En el silencio sólo se escuchaba el rozamiento de la cadena con los piñones que Alejandro provocaba al hacer girar los pedales hacia atrás. La contemplaba con simpatía. Tenía el pelo rubio trenzado en dos coletas que terminaban en dos lazos rojos.
-Bueno, si quieres, te la dejo un rato.
Alicia abrió enormemente los ojos verdes y sonrió.
-¿Me la das?
-No. Te la dejo un rato.
Alicia se subió temerosa y fue dando tumbos alrededor de los distintos bancos de la plaza. Alejandro la observaba con miedo a que se cayera y arañara su bicicleta. Pero pronto fue cogiendo seguridad. Una vez que lo consiguió, le pidió permiso para ir a enseñársela a sus padres. Alejandro observó cómo Alicia subía la cuesta con dificultad mientras su alegría iluminaba la calle entera. Luego buscó en el suelo algo con lo que entretenerse. Había por allí unas chapas y, juntando las manos con las palmas sobre el suelo, dibujó sobre la arena una carretera para sus corredores de metal. Se entretuvo así durante varias horas, mientras Alicia daba vueltas y más vueltas. A veces se alejaba hasta la fuente. Pero volvía y, aunque estaba empapada de sudor, seguía sonriendo.
Poco a poco Alejandro se acostumbró a no montar en su bicicleta. Se contentaba con verla sonreír y se dedicaba a jugar a las chapas o con muñecos que preparaba en casa cada día y llevaba en una bolsa con la bicicleta. Ella se subía con cuidado y se paseaba por el pueblo como una reina. Sí, pensó Alejandro, es realmente una princesa. Y no le importó que sus amigos se rieran de él. Pronto sintió como la burla dio paso a la envidia. Sus amigos cada vez pasaban con mayor asiduidad por la plaza. Pese a que allí estaba el bar y sabían que si sus padres les veían cuando salían de jugar la partida de la tarde corrían el riesgo de que les mandaran trabajo. A veces se acercaban para hablar con él y poco a poco también con ella. Alguno le ofreció su propia bicicleta, pero ella seguía prefiriendo la de Alejandro. Ya era su bicicleta. Sí, volvió a pensar, es realmente una princesa. Es mi princesa.

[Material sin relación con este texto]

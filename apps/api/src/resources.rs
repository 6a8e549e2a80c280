//! Ownership-scoped accessors.
//!
//! `Repository::authorized_get` is the one authorization primitive for
//! by-id reads: it loads a record together with the user that owns it
//! through its job info, caches that pair under the record's id tag (and
//! the parent job info tag), then hides the record from anyone but the
//! owner. Missing and foreign records both come back as `None`.
//!
//! Writes assume the caller already authorized the operation. Each write
//! invalidates the tags of the entity it changed right after the statement
//! succeeds.

use std::sync::Arc;

use async_trait::async_trait;
use serde::{de::DeserializeOwned, Serialize};
use tracing::debug;
use uuid::Uuid;

use crate::cache::{CacheTag, ResourceKind, TaggedCache, Tagged};
use crate::errors::AppError;
use crate::models::{
    Interview, InterviewChanges, JobInfo, JobInfoChanges, NewInterview, NewJobInfo, NewQuestion,
    NewUser, Question, User,
};
use crate::store::{Owned, Store};

/// A record reachable only through its owner.
#[async_trait]
pub trait Resource: Serialize + DeserializeOwned + Send + Sync + Sized + 'static {
    const KIND: ResourceKind;

    async fn fetch(store: &dyn Store, id: Uuid) -> Result<Option<Owned<Self>>, sqlx::Error>;

    /// The job info traversed to reach the owner, if the record is not
    /// itself a job info.
    fn parent_job_info(&self) -> Option<Uuid>;
}

#[async_trait]
impl Resource for JobInfo {
    const KIND: ResourceKind = ResourceKind::JobInfos;

    async fn fetch(store: &dyn Store, id: Uuid) -> Result<Option<Owned<Self>>, sqlx::Error> {
        Ok(store.find_job_info(id).await?.map(|job_info| Owned {
            owner_id: job_info.user_id.clone(),
            record: job_info,
        }))
    }

    fn parent_job_info(&self) -> Option<Uuid> {
        None
    }
}

#[async_trait]
impl Resource for Question {
    const KIND: ResourceKind = ResourceKind::Questions;

    async fn fetch(store: &dyn Store, id: Uuid) -> Result<Option<Owned<Self>>, sqlx::Error> {
        store.find_question(id).await
    }

    fn parent_job_info(&self) -> Option<Uuid> {
        Some(self.job_info_id)
    }
}

#[async_trait]
impl Resource for Interview {
    const KIND: ResourceKind = ResourceKind::Interviews;

    async fn fetch(store: &dyn Store, id: Uuid) -> Result<Option<Owned<Self>>, sqlx::Error> {
        store.find_interview(id).await
    }

    fn parent_job_info(&self) -> Option<Uuid> {
        Some(self.job_info_id)
    }
}

#[derive(Clone)]
pub struct Repository {
    store: Arc<dyn Store>,
    cache: TaggedCache,
}

impl Repository {
    pub fn new(store: Arc<dyn Store>, cache: TaggedCache) -> Self {
        Self { store, cache }
    }

    pub fn store(&self) -> &dyn Store {
        self.store.as_ref()
    }

    /// Loads `id` if and only if it belongs to `user_id`.
    pub async fn authorized_get<R: Resource>(
        &self,
        id: Uuid,
        user_id: &str,
    ) -> Result<Option<R>, AppError> {
        let key = format!("{}:{id}", R::KIND);
        let store = Arc::clone(&self.store);

        let owned: Option<Owned<R>> = self
            .cache
            .read_through(&key, || async move {
                let owned = R::fetch(store.as_ref(), id).await?;
                let mut tags = vec![CacheTag::id(R::KIND, id)];
                if let Some(parent) = owned.as_ref().and_then(|o| o.record.parent_job_info()) {
                    tags.push(CacheTag::id(ResourceKind::JobInfos, parent));
                }
                Ok(Tagged::new(owned, tags))
            })
            .await?;

        match owned {
            Some(owned) if owned.owner_id == user_id => Ok(Some(owned.record)),
            Some(_) => {
                debug!("{} {id} is not visible to {user_id}", R::KIND);
                Ok(None)
            }
            None => Ok(None),
        }
    }

    // ── Users ───────────────────────────────────────────────────────────────

    pub async fn get_user(&self, id: &str) -> Result<Option<User>, AppError> {
        let key = format!("{}:{id}", ResourceKind::Users);
        let store = Arc::clone(&self.store);
        let id = id.to_string();

        self.cache
            .read_through(&key, || async move {
                let user = store.find_user(&id).await?;
                Ok(Tagged::new(user, vec![CacheTag::id(ResourceKind::Users, &id)]))
            })
            .await
    }

    pub async fn upsert_user(&self, user: NewUser) -> Result<User, AppError> {
        let user = self.store.upsert_user(user).await?;
        self.cache
            .invalidate(&[
                CacheTag::global(ResourceKind::Users),
                CacheTag::id(ResourceKind::Users, &user.id),
            ])
            .await;
        Ok(user)
    }

    // ── Job infos ───────────────────────────────────────────────────────────

    pub async fn list_job_infos(&self, user_id: &str) -> Result<Vec<JobInfo>, AppError> {
        let key = format!("{}:user:{user_id}", ResourceKind::JobInfos);
        let store = Arc::clone(&self.store);
        let user_id = user_id.to_string();

        self.cache
            .read_through(&key, || async move {
                let rows = store.list_job_infos(&user_id).await?;
                Ok(Tagged::new(
                    rows,
                    vec![CacheTag::user(&user_id, ResourceKind::JobInfos)],
                ))
            })
            .await
    }

    pub async fn insert_job_info(&self, job_info: NewJobInfo) -> Result<JobInfo, AppError> {
        let job_info = self.store.insert_job_info(job_info).await?;
        self.cache.invalidate(&job_info_tags(&job_info)).await;
        Ok(job_info)
    }

    pub async fn update_job_info(
        &self,
        id: Uuid,
        changes: JobInfoChanges,
    ) -> Result<JobInfo, AppError> {
        let job_info = self.store.update_job_info(id, changes).await?;
        self.cache.invalidate(&job_info_tags(&job_info)).await;
        Ok(job_info)
    }

    // ── Questions ───────────────────────────────────────────────────────────

    /// Callers must have authorized `job_info_id` first.
    pub async fn list_questions(&self, job_info_id: Uuid) -> Result<Vec<Question>, AppError> {
        let key = format!("{}:jobInfo:{job_info_id}", ResourceKind::Questions);
        let store = Arc::clone(&self.store);

        self.cache
            .read_through(&key, || async move {
                let rows = store.list_questions(job_info_id).await?;
                Ok(Tagged::new(
                    rows,
                    vec![CacheTag::job_info(job_info_id, ResourceKind::Questions)],
                ))
            })
            .await
    }

    pub async fn insert_question(&self, question: NewQuestion) -> Result<Question, AppError> {
        let question = self.store.insert_question(question).await?;
        self.cache
            .invalidate(&[
                CacheTag::global(ResourceKind::Questions),
                CacheTag::job_info(question.job_info_id, ResourceKind::Questions),
                CacheTag::id(ResourceKind::Questions, question.id),
            ])
            .await;
        Ok(question)
    }

    // ── Interviews ──────────────────────────────────────────────────────────

    /// Callers must have authorized `job_info_id` first.
    pub async fn list_interviews(&self, job_info_id: Uuid) -> Result<Vec<Interview>, AppError> {
        let key = format!("{}:jobInfo:{job_info_id}", ResourceKind::Interviews);
        let store = Arc::clone(&self.store);

        self.cache
            .read_through(&key, || async move {
                let rows = store.list_interviews(job_info_id).await?;
                Ok(Tagged::new(
                    rows,
                    vec![CacheTag::job_info(job_info_id, ResourceKind::Interviews)],
                ))
            })
            .await
    }

    pub async fn insert_interview(&self, interview: NewInterview) -> Result<Interview, AppError> {
        let interview = self.store.insert_interview(interview).await?;
        self.cache.invalidate(&interview_tags(&interview)).await;
        Ok(interview)
    }

    pub async fn update_interview(
        &self,
        id: Uuid,
        changes: InterviewChanges,
    ) -> Result<Interview, AppError> {
        let interview = self.store.update_interview(id, changes).await?;
        self.cache.invalidate(&interview_tags(&interview)).await;
        Ok(interview)
    }
}

fn job_info_tags(job_info: &JobInfo) -> [CacheTag; 3] {
    [
        CacheTag::global(ResourceKind::JobInfos),
        CacheTag::user(&job_info.user_id, ResourceKind::JobInfos),
        CacheTag::id(ResourceKind::JobInfos, job_info.id),
    ]
}

fn interview_tags(interview: &Interview) -> [CacheTag; 3] {
    [
        CacheTag::global(ResourceKind::Interviews),
        CacheTag::job_info(interview.job_info_id, ResourceKind::Interviews),
        CacheTag::id(ResourceKind::Interviews, interview.id),
    ]
}
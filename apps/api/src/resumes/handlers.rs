//! Axum route handler for resume analysis.

use axum::{
    body::Body,
    extract::{
        multipart::{Field, MultipartError, MultipartRejection},
        Multipart, State,
    },
    http::{header, StatusCode},
    response::{IntoResponse, Response},
};
use bytes::{Bytes, BytesMut};
use futures_util::StreamExt;
use tracing::{debug, info, warn};
use uuid::Uuid;

use crate::auth::permissions::can_run_resume_analysis;
use crate::auth::Identity;
use crate::errors::AppError;
use crate::models::JobInfo;
use crate::questions::handlers::JOB_INFO_NOT_FOUND;
use crate::resumes::extract::{
    extract_text_blocking, ResumeFormat, FILE_TOO_LARGE_MESSAGE, INVALID_FILE_TYPE_MESSAGE,
    MAX_RESUME_BYTES,
};
use crate::resumes::prompts::analysis_request;
use crate::state::AppState;

const INVALID_BODY_MESSAGE: &str = "Invalid request body";

/// Request body cap for the analyze route. Anything between the file limit
/// and this cap is read and rejected with the file-size message.
pub const RESUME_BODY_LIMIT: usize = 2 * MAX_RESUME_BYTES;

struct ResumeUpload {
    job_info_id: Uuid,
    format: ResumeFormat,
    data: Bytes,
}

fn multipart_error(e: MultipartError) -> AppError {
    debug!("Rejected multipart body: {e}");
    if e.status() == StatusCode::PAYLOAD_TOO_LARGE {
        AppError::Validation(FILE_TOO_LARGE_MESSAGE.to_string())
    } else {
        AppError::Validation(INVALID_BODY_MESSAGE.to_string())
    }
}

/// Buffers a file field, giving up as soon as it passes the size limit.
async fn read_limited(field: &mut Field<'_>) -> Result<Bytes, AppError> {
    let mut data = BytesMut::new();
    while let Some(chunk) = field.chunk().await.map_err(multipart_error)? {
        if data.len() + chunk.len() > MAX_RESUME_BYTES {
            return Err(AppError::Validation(FILE_TOO_LARGE_MESSAGE.to_string()));
        }
        data.extend_from_slice(&chunk);
    }
    Ok(data.freeze())
}

/// Reads `resumeFile` and `jobInfoId` and applies the upload rules in
/// order: both present, file within the size limit, allowed MIME type.
async fn read_upload(mut multipart: Multipart) -> Result<ResumeUpload, AppError> {
    let mut file: Option<(Option<String>, Bytes)> = None;
    let mut job_info_id: Option<String> = None;

    while let Some(mut field) = multipart.next_field().await.map_err(multipart_error)? {
        let name = field.name().map(|s| s.to_string()).unwrap_or_default();
        match name.as_str() {
            "resumeFile" => {
                let content_type = field.content_type().map(|s| s.to_string());
                let data = read_limited(&mut field).await?;
                file = Some((content_type, data));
            }
            "jobInfoId" => {
                job_info_id = Some(field.text().await.map_err(multipart_error)?);
            }
            _ => {}
        }
    }

    let (Some((content_type, data)), Some(job_info_id)) = (file, job_info_id) else {
        return Err(AppError::Validation(INVALID_BODY_MESSAGE.to_string()));
    };
    if data.is_empty() {
        return Err(AppError::Validation(INVALID_BODY_MESSAGE.to_string()));
    }

    let format = content_type
        .as_deref()
        .and_then(ResumeFormat::from_mime)
        .ok_or_else(|| AppError::Validation(INVALID_FILE_TYPE_MESSAGE.to_string()))?;

    let job_info_id = Uuid::parse_str(job_info_id.trim())
        .map_err(|_| AppError::Validation(INVALID_BODY_MESSAGE.to_string()))?;

    Ok(ResumeUpload {
        job_info_id,
        format,
        data,
    })
}

/// POST /ai/resumes/analyze
///
/// Multipart form with `resumeFile` and `jobInfoId`. Streams the JSON
/// analysis report back as plain text.
pub async fn handle_analyze_resume(
    State(state): State<AppState>,
    identity: Identity,
    multipart: Result<Multipart, MultipartRejection>,
) -> Result<Response, AppError> {
    let multipart = multipart.map_err(|e| {
        debug!("Rejected resume upload: {e}");
        AppError::Validation(INVALID_BODY_MESSAGE.to_string())
    })?;
    let upload = read_upload(multipart).await?;
    let user_id = identity.require_user()?;

    if !can_run_resume_analysis(&identity) {
        return Err(AppError::PlanLimit);
    }

    let job_info = state
        .repo
        .authorized_get::<JobInfo>(upload.job_info_id, user_id)
        .await?
        .ok_or_else(|| AppError::NotFound(JOB_INFO_NOT_FOUND.to_string()))?;

    let resume_text = extract_text_blocking(upload.format, upload.data).await?;
    info!(
        "Analyzing {:?} resume ({} chars) for job info {}",
        upload.format,
        resume_text.len(),
        job_info.id
    );

    let tokens = state
        .llm
        .stream(&analysis_request(&job_info, &resume_text))
        .await?;

    let job_info_id = job_info.id;
    let body = Body::from_stream(tokens.map(move |chunk| {
        if let Err(e) = &chunk {
            warn!("Resume analysis for job info {job_info_id} failed mid-stream: {e}");
        }
        chunk.map(Bytes::from)
    }));

    Ok((
        [(header::CONTENT_TYPE, "text/plain; charset=utf-8")],
        body,
    )
        .into_response())
}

Luego abandonaron la plaza y durante muchos días se fueron de excursión por la carretera hasta la ermita. Mientras ella hablaba de las flores de su madre subida en la bicicleta, Alejandro la escuchaba y se entretenía tirando piedras al barranco. Las veía rebotar de una pared a otra hasta que llegaban a la arena del lecho del río que discurría plácidamente a sus pies. Un anochecer, cuando volvían a casa, Alicia le tomó de la mano.
-Un día nos casaremos y serás mi señor rey.
-Sí. Y tu serás mi señora reina.
Sin embargo, Alejandro ya se sentía rey.
Estaba mediada la mañana cuando Alejandro subió a la ermita. Alicia le esperaba junto a la puerta de madera. Pero ese día no corrió a coger la bicicleta. Permaneció sentada.
-Alejandro, me voy –le dijo con tristeza.
-¿Cómo que te vas?
-Me voy. Mis papás dicen que ya se ha terminado el verano.
-No puede ser. Aún faltan unos días. Y así podrás seguir jugando con la bicicleta.
-Sí, es muy bonita, pero –se encogió de hombros-, la verdad es que ya me aburre un poco. Además, tengo que empezar un nuevo curso.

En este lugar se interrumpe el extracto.